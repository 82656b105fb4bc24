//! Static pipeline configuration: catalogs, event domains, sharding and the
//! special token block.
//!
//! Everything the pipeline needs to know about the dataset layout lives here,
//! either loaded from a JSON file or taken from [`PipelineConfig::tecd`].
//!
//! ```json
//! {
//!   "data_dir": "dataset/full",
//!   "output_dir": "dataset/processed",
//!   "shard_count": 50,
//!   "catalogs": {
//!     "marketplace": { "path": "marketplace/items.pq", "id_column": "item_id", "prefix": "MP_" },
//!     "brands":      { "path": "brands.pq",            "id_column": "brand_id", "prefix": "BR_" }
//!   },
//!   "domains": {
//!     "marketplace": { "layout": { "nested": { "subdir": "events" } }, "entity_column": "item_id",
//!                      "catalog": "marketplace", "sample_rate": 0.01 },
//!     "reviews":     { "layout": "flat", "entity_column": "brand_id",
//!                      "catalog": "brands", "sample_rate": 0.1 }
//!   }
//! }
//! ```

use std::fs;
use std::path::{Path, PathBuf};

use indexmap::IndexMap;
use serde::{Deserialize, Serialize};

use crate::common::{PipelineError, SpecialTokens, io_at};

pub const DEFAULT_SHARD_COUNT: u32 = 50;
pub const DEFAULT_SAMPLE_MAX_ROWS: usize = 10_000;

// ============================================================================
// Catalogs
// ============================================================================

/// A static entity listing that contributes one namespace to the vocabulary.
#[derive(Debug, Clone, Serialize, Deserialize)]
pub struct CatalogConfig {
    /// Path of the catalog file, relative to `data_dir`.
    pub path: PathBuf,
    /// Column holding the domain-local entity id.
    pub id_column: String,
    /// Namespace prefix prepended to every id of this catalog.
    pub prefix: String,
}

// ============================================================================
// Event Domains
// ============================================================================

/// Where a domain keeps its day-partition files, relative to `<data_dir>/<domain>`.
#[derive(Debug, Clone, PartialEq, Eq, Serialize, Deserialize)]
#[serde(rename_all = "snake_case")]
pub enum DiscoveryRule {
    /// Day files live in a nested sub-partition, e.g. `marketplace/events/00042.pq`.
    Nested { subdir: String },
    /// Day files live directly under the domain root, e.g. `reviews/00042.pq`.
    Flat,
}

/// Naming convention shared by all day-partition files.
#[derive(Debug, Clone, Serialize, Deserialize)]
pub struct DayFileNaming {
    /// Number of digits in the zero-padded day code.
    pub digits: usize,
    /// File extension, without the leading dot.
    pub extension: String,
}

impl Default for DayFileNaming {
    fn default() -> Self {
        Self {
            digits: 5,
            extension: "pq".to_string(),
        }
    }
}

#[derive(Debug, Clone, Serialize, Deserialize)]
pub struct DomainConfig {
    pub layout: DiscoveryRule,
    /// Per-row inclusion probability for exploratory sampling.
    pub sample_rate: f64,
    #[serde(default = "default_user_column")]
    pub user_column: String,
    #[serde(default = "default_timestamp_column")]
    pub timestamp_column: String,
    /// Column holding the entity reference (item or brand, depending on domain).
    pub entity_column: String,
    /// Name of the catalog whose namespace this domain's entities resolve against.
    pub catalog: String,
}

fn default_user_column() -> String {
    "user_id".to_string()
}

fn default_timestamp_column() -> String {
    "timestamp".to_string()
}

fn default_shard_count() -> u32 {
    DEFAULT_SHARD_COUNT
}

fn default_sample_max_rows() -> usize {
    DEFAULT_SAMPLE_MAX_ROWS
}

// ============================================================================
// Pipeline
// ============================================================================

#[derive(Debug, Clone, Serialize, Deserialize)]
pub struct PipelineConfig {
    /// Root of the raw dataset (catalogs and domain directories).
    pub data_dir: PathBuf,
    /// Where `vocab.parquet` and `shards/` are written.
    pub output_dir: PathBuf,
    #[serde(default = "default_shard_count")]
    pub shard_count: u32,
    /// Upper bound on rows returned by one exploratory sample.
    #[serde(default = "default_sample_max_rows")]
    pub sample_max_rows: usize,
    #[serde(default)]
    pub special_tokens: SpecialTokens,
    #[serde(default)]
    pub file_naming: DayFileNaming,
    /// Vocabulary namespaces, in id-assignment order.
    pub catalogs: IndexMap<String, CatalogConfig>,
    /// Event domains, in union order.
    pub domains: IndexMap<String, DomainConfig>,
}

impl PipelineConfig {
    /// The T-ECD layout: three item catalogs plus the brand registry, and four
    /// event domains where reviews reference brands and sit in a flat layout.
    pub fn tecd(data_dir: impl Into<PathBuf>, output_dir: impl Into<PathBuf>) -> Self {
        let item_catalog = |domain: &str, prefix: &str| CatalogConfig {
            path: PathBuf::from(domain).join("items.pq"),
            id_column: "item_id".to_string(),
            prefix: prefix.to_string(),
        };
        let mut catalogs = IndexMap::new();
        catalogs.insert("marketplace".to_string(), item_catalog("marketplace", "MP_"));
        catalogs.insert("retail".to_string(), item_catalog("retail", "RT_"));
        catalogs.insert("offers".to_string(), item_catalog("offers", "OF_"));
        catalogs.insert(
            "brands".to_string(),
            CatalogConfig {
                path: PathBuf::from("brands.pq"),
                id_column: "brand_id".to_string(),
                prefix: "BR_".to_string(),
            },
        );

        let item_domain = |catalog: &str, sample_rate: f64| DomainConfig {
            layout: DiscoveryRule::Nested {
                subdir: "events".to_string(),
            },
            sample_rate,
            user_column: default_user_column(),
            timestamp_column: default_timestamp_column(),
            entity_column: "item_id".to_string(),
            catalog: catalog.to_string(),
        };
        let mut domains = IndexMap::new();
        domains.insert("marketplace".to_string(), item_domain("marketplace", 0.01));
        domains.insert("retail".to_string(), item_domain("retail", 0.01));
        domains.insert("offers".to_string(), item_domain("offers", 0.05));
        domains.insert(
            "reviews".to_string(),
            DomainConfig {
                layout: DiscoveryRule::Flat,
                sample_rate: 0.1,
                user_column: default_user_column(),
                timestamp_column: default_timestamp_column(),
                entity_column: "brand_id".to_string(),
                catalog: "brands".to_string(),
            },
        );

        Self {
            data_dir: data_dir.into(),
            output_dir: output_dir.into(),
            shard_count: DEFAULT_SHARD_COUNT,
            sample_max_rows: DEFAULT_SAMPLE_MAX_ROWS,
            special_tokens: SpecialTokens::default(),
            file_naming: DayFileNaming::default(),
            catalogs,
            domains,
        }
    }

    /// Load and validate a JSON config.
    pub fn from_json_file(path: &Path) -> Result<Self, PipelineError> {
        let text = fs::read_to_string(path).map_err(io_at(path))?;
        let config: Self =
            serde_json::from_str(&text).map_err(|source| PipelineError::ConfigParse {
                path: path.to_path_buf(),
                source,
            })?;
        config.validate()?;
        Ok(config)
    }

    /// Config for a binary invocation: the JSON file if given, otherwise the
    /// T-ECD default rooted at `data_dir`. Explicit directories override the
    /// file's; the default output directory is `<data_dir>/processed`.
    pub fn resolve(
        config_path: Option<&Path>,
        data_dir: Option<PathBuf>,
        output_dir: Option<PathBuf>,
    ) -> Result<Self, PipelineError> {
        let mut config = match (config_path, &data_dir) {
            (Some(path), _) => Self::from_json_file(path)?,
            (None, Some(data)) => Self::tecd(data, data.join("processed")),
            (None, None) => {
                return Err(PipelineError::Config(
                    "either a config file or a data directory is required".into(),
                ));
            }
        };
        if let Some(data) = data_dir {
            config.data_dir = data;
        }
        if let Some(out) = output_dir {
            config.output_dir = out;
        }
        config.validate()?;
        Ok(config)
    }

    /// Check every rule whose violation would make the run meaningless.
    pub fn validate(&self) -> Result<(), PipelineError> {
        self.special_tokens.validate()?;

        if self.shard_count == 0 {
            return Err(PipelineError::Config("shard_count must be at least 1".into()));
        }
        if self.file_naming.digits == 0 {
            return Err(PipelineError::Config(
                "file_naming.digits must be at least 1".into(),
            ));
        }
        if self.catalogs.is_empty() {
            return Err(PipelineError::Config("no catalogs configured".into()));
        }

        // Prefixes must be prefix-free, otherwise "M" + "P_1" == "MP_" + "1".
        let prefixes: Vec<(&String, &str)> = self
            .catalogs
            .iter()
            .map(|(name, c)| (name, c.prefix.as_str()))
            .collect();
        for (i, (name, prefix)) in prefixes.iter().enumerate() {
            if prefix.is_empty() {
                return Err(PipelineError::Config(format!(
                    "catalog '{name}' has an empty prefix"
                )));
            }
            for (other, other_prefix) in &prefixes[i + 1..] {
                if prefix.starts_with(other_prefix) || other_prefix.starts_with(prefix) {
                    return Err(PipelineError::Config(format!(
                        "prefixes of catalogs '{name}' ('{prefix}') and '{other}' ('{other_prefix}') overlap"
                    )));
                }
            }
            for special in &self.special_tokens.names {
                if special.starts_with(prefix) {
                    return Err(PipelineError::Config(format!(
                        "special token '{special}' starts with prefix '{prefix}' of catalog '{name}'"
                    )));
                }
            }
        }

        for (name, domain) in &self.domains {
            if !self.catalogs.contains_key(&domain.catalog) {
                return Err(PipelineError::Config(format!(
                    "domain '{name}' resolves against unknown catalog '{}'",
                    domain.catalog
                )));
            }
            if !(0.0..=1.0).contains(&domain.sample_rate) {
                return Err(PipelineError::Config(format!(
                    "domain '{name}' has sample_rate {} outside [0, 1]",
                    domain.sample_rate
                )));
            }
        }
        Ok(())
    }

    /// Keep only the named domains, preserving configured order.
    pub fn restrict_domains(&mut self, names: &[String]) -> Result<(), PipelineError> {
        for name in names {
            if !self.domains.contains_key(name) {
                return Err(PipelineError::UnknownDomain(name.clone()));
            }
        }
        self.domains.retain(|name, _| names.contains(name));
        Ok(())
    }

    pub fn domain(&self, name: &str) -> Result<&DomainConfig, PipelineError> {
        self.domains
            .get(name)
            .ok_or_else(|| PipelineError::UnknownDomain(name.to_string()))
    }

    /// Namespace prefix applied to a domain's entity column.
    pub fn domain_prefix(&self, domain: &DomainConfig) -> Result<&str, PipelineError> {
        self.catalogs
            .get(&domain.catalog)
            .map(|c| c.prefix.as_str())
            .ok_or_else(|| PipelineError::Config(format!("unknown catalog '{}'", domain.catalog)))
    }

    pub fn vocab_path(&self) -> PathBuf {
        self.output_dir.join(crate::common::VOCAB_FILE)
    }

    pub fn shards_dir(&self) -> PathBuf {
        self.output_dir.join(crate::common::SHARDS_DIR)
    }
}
==
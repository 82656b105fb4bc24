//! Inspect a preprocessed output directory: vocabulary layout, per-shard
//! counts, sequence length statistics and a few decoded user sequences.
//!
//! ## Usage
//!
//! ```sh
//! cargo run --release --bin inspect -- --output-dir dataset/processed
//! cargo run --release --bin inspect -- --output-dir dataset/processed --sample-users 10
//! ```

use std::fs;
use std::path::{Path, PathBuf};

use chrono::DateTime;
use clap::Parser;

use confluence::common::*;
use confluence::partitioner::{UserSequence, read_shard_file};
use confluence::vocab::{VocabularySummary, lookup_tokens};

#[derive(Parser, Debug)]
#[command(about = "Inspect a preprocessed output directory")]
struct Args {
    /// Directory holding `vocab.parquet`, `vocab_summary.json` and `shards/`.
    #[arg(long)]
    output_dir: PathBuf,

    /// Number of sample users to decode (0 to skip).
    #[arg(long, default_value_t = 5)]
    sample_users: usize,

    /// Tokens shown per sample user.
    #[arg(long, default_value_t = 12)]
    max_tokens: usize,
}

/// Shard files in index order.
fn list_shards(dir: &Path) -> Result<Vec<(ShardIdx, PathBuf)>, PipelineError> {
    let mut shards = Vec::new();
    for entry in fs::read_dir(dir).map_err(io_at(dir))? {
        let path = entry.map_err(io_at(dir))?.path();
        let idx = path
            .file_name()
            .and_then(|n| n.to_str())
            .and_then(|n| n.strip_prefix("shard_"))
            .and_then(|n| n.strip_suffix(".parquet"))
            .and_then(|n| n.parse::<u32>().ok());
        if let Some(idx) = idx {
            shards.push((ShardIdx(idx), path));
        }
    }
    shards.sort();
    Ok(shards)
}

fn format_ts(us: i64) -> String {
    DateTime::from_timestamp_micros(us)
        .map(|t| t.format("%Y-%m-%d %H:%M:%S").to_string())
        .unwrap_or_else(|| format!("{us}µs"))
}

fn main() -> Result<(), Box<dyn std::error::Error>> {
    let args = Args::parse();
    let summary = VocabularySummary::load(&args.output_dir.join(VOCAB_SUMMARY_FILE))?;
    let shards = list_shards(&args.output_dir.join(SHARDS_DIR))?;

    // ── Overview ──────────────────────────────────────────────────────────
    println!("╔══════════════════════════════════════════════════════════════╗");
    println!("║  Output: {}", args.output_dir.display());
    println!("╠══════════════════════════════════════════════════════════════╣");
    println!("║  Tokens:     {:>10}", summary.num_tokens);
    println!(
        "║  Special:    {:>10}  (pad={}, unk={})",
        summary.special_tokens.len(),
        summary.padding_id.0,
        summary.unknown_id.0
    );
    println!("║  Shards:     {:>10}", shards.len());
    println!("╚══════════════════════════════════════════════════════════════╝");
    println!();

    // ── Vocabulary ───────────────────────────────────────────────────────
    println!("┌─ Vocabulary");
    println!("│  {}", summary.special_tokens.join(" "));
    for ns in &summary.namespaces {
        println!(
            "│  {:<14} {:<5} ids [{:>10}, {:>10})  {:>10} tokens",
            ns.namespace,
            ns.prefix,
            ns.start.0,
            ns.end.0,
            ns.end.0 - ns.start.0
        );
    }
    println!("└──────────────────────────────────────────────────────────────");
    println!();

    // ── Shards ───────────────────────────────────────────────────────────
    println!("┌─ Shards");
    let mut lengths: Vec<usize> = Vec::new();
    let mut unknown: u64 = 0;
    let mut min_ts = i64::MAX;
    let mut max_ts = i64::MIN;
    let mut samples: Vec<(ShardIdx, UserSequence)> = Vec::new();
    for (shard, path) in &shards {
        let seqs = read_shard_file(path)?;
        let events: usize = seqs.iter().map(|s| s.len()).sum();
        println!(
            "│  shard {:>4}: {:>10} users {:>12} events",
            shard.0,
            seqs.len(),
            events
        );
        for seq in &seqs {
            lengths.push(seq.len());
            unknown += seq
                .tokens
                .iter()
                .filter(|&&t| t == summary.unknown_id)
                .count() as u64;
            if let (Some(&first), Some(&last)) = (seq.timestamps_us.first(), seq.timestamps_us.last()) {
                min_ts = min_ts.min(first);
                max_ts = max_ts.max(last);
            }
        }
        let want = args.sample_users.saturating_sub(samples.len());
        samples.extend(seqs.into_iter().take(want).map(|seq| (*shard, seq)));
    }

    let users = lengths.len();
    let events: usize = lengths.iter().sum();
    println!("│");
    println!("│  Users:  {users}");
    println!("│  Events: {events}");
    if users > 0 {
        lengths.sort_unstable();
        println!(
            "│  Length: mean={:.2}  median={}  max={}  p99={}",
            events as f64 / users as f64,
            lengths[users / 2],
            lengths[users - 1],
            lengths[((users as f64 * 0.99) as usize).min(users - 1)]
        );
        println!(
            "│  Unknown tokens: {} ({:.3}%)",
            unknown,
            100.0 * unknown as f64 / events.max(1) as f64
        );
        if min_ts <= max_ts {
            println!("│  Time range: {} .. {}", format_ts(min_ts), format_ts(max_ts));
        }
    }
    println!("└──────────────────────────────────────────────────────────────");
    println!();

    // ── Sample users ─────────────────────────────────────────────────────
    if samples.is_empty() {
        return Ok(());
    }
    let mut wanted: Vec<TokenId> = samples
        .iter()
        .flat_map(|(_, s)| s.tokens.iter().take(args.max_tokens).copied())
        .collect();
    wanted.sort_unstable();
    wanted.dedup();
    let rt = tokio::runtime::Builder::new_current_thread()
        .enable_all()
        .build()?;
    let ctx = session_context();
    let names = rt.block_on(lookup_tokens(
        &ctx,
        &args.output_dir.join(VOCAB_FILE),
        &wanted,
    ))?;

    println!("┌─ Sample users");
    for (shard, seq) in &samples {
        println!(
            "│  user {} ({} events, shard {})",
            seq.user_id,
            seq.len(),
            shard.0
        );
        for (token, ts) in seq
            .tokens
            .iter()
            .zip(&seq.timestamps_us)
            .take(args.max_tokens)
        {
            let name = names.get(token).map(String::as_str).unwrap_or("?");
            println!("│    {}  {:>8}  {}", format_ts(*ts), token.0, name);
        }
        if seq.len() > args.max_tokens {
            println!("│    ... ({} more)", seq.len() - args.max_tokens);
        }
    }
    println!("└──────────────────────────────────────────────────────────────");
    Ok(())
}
* * *
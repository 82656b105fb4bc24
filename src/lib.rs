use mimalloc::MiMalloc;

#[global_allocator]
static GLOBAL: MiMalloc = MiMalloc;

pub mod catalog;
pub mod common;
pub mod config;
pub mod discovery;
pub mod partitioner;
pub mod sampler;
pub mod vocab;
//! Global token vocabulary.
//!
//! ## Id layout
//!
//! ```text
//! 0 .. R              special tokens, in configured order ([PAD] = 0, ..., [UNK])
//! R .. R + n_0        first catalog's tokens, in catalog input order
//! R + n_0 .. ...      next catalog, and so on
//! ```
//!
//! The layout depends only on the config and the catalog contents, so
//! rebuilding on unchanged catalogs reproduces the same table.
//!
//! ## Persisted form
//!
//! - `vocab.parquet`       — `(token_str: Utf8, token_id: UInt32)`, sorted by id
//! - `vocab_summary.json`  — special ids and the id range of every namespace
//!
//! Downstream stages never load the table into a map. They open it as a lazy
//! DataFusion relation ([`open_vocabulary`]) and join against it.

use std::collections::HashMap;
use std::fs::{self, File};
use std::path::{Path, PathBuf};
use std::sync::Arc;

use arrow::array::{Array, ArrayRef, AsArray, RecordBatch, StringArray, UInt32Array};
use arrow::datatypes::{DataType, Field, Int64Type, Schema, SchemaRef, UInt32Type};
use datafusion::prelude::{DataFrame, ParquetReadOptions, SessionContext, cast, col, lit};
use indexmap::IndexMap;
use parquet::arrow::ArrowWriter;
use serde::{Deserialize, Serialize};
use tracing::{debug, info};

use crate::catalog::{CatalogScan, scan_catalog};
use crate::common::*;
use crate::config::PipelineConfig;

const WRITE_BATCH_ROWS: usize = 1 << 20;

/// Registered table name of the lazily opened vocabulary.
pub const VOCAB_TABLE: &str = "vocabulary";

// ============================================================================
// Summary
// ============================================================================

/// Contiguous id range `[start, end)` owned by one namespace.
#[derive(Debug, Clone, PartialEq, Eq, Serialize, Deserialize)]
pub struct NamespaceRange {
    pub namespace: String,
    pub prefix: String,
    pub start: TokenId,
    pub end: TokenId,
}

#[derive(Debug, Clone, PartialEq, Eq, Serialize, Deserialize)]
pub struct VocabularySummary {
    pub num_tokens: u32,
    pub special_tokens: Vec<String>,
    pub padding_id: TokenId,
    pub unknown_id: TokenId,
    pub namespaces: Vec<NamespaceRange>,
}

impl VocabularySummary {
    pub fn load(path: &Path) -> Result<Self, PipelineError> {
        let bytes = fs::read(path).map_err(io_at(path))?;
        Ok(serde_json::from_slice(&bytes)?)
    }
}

### Exercise brief
Tell how many lines in the material above have the string "whose", using only the number.

### Answer box
2